Supplied information Start Marker

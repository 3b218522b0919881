//! Network bootstrap.
//!
//! Run once at startup (or again after reconfiguration):
//!
//! 1. [`select_network`] scans for visible networks and intersects them with
//!    the credential store in priority order, deciding join-vs-host mode.
//! 2. [`ConnectionSupervisor`] drives the chosen action with static addressing
//!    and a bounded retry loop, ending in a terminal connected/failed outcome.
//!
//! The actual radio sits behind the [`WifiDriver`] trait:
//!
//! - **ESP32** (`esp32` feature): [`EspWifiDriver`] over ESP-IDF
//! - **Host**: [`HostWifi`], where the OS already provides the network
//!
//! # Example
//!
//! ```no_run
//! use fleetlink::config::{Credential, CredentialStore, DeviceId, StaticAddressConfig};
//! use fleetlink::network::{select_network, ConnectionSupervisor, HostWifi, RetryPolicy};
//!
//! let store = CredentialStore::new(vec![Credential::new("FleetNet", "Fl33tNet!").unwrap()]);
//! let mut driver = HostWifi::new();
//!
//! let selection = select_network(&mut driver, &store).unwrap();
//! let mut supervisor = ConnectionSupervisor::new(driver, RetryPolicy::default());
//! let info = supervisor
//!     .connect(&selection, &StaticAddressConfig::for_device(DeviceId::Dancer))
//!     .unwrap();
//! println!("up as {} ({:?})", info.ssid, info.mode);
//! ```

mod driver;
#[cfg(feature = "esp32")]
mod esp;
#[cfg(not(target_os = "espidf"))]
mod host;
mod selector;
mod supervisor;

#[cfg(test)]
pub(crate) mod testutil;

pub use driver::{DriverError, WifiDriver};
#[cfg(feature = "esp32")]
pub use esp::EspWifiDriver;
#[cfg(not(target_os = "espidf"))]
pub use host::HostWifi;
pub use selector::{select_network, NetworkMode, SelectedNetwork, SelectionError};
pub use supervisor::{
    ConnectError, ConnectedInfo, ConnectionState, ConnectionSupervisor, RetryPolicy,
};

Supplied information End Marker

(Instructions to follow) Could you restate all of the lines above without altering a single word?

(Exercise output)
repository 3b218522b0919881
//! Network bootstrap.
//!
//! Run once at startup (or again after reconfiguration):
//!
//! 1. [`select_network`] scans for visible networks and intersects them with
//!    the credential store in priority order, deciding join-vs-host mode.
//! 2. [`ConnectionSupervisor`] drives the chosen action with static addressing
//!    and a bounded retry loop, ending in a terminal connected/failed outcome.
//!
//! The actual radio sits behind the [`WifiDriver`] trait:
//!
//! - **ESP32** (`esp32` feature): [`EspWifiDriver`] over ESP-IDF
//! - **Host**: [`HostWifi`], where the OS already provides the network
//!
//! # Example
//!
//! ```no_run
//! use fleetlink::config::{Credential, CredentialStore, DeviceId, StaticAddressConfig};
//! use fleetlink::network::{select_network, ConnectionSupervisor, HostWifi, RetryPolicy};
//!
//! let store = CredentialStore::new(vec![Credential::new("FleetNet", "Fl33tNet!").unwrap()]);
//! let mut driver = HostWifi::new();
//!
//! let selection = select_network(&mut driver, &store).unwrap();
//! let mut supervisor = ConnectionSupervisor::new(driver, RetryPolicy::default());
//! let info = supervisor
//!     .connect(&selection, &StaticAddressConfig::for_device(DeviceId::Dancer))
//!     .unwrap();
//! println!("up as {} ({:?})", info.ssid, info.mode);
//! ```

mod driver;
#[cfg(feature = "esp32")]
mod esp;
#[cfg(not(target_os = "espidf"))]
mod host;
mod selector;
mod supervisor;

#[cfg(test)]
pub(crate) mod testutil;

pub use driver::{DriverError, WifiDriver};
#[cfg(feature = "esp32")]
pub use esp::EspWifiDriver;
#[cfg(not(target_os = "espidf"))]
pub use host::HostWifi;
pub use selector::{select_network, NetworkMode, SelectedNetwork, SelectionError};
pub use supervisor::{
    ConnectError, ConnectedInfo, ConnectionState, ConnectionSupervisor, RetryPolicy,
};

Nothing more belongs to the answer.